The Policy is an "all-risk" policy and provides coverage for loss resulting from a "covered cause of loss" unless the loss is excluded from or limited in the Policy. (Id. ¶ 12.) The Policy includes coverage for business income loss and extra expense incurred in the event of a suspension or interruption of business. (Id. ¶ 10.) The Policy also provides coverage for loss on "dependent properties," which are properties on which Plaintiff depends for its business. (Id. ¶ 17.) The Policy further provides "civil authority" coverage for loss "incurred when access to the [insured] premises is specifically prohibited by order of civil authority." (Id. ¶ 18.) According to Plaintiff, the Policy contains no virus exclusion and extends coverage for direct physical loss and/or property damaged caused by a virus unless excluded. (Id. ¶¶ 13–14.)
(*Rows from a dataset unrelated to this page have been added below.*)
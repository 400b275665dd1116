//! Server handler table

use std::collections::BTreeSet;

use serde::Serialize;

use super::virtual_fs::{binding_for, js_string};
use crate::config::{Config, HandlerConfig};
use crate::utils::{clean_path, path_to_module_id};

/// A route handler with its module path made absolute
#[derive(Debug, Clone, PartialEq, Eq, Serialize)]
pub struct ServerHandler {
    pub route: String,
    pub handler: String,
    #[serde(skip_serializing_if = "Option::is_none")]
    pub method: Option<String>,
    pub lazy: bool,
    pub middleware: bool,
}

impl ServerHandler {
    /// Handler paths are relative to the source directory
    pub fn from_config(handler: &HandlerConfig, config: &Config) -> Self {
        let src_dir = config.src_dir();
        let path = if handler.handler.starts_with('/') {
            clean_path(&handler.handler)
        } else {
            clean_path(&path_to_module_id(&src_dir.join(&handler.handler)))
        };

        Self {
            route: handler.route.clone(),
            handler: path,
            method: handler.method.as_ref().map(|m| m.to_lowercase()),
            lazy: handler.lazy,
            middleware: handler.middleware,
        }
    }

    fn binding(&self) -> String {
        if self.lazy {
            format!("_lazy{}", binding_for(&self.handler))
        } else {
            binding_for(&self.handler)
        }
    }
}

/// Source of the server handler table module
pub fn handlers_module(handlers: &[ServerHandler]) -> String {
    let mut imports = Vec::new();
    let mut seen = BTreeSet::new();

    for handler in handlers {
        let binding = handler.binding();
        if !seen.insert(binding.clone()) {
            continue;
        }
        if handler.lazy {
            imports.push(format!(
                "const {} = () => import({});",
                binding,
                js_string(&handler.handler)
            ));
        } else {
            imports.push(format!("import {} from {};", binding, js_string(&handler.handler)));
        }
    }

    let entries = handlers
        .iter()
        .map(|h| {
            format!(
                "  {{ route: {}, handler: {}, lazy: {}, middleware: {}, method: {} }}",
                js_string(&h.route),
                h.binding(),
                h.lazy,
                h.middleware,
                h.method.as_deref().map(js_string).unwrap_or_else(|| "undefined".to_string())
            )
        })
        .collect::<Vec<_>>()
        .join(",\n");

    format!("{}\n\nexport const handlers = [\n{}\n];\n", imports.join("\n"), entries)
}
On March 10, 2020, as the first wave of the COVID-19 hit, then-New York Governor Andrew Cuomo announced the discovery of a "virus cluster" in New Rochelle, New York, and declared a "containment zone" within a one-mile radius of the cluster. (Id. ¶ 21.) Some of Plaintiff's residential listings were located within the containment zone. (Id. ) On March 16, 2020, Westchester County Executive Latimer issued a local state of emergency. (Id. ¶ 29.) As a result of the COVID-19 lockdown, Mary Stetson decided to leave the agency's storefront location in Mamaroneck and instead continued the operations of the business from her private home. (Id. ¶ 25.) Additionally, five of the agency's long-term real estate agents left the agency between March and July 2020, and the agency's receptionist relocated to South Carolina. (Id. ) Mary Stetson continued to pay rent on the storefront location through May 31, 2020, and was unable to terminate the lease, even though her landlord claimed that the agency vacated the premises on April 1, 2020. (Id. ¶¶ 26, 30.) According to Plaintiff, "[t]he immediate impact of the COVID-19 pandemic and civil authority orders at the state and county level was to halt property visits and sales activity, as well as to eliminate the effectiveness of advertising, in and around [Plaintiff's] listing area." (Id. ¶ 35.) Additionally, Plaintiff allegedly "incurred extra expenses, [and] re-assigned employees to cleaning affected and damaged surface areas and property within [Plaintiff's] office ...." (Id. ¶ 36.) Plaintiff further claims that its office was "subjected to the physical presence of ... COVID-19 causing agents attaching to fomite surfaces," which in turn allegedly damaged "surface areas, door handles, furniture, and office, computer and other business equipment" in the office. (Id. ¶ 43.) These "fomites," defined as, "inanimate objects that, when contaminated with infectious or diseased agents, or when exposed to such agents, are known to cause direct physical loss and/or damage to property and/or individuals present in the immediate vicinity of such property," (id. ¶ 38), were allegedly also present "within properties located in the vicinity of the New Rochelle contamination zone," (id. ¶ 48).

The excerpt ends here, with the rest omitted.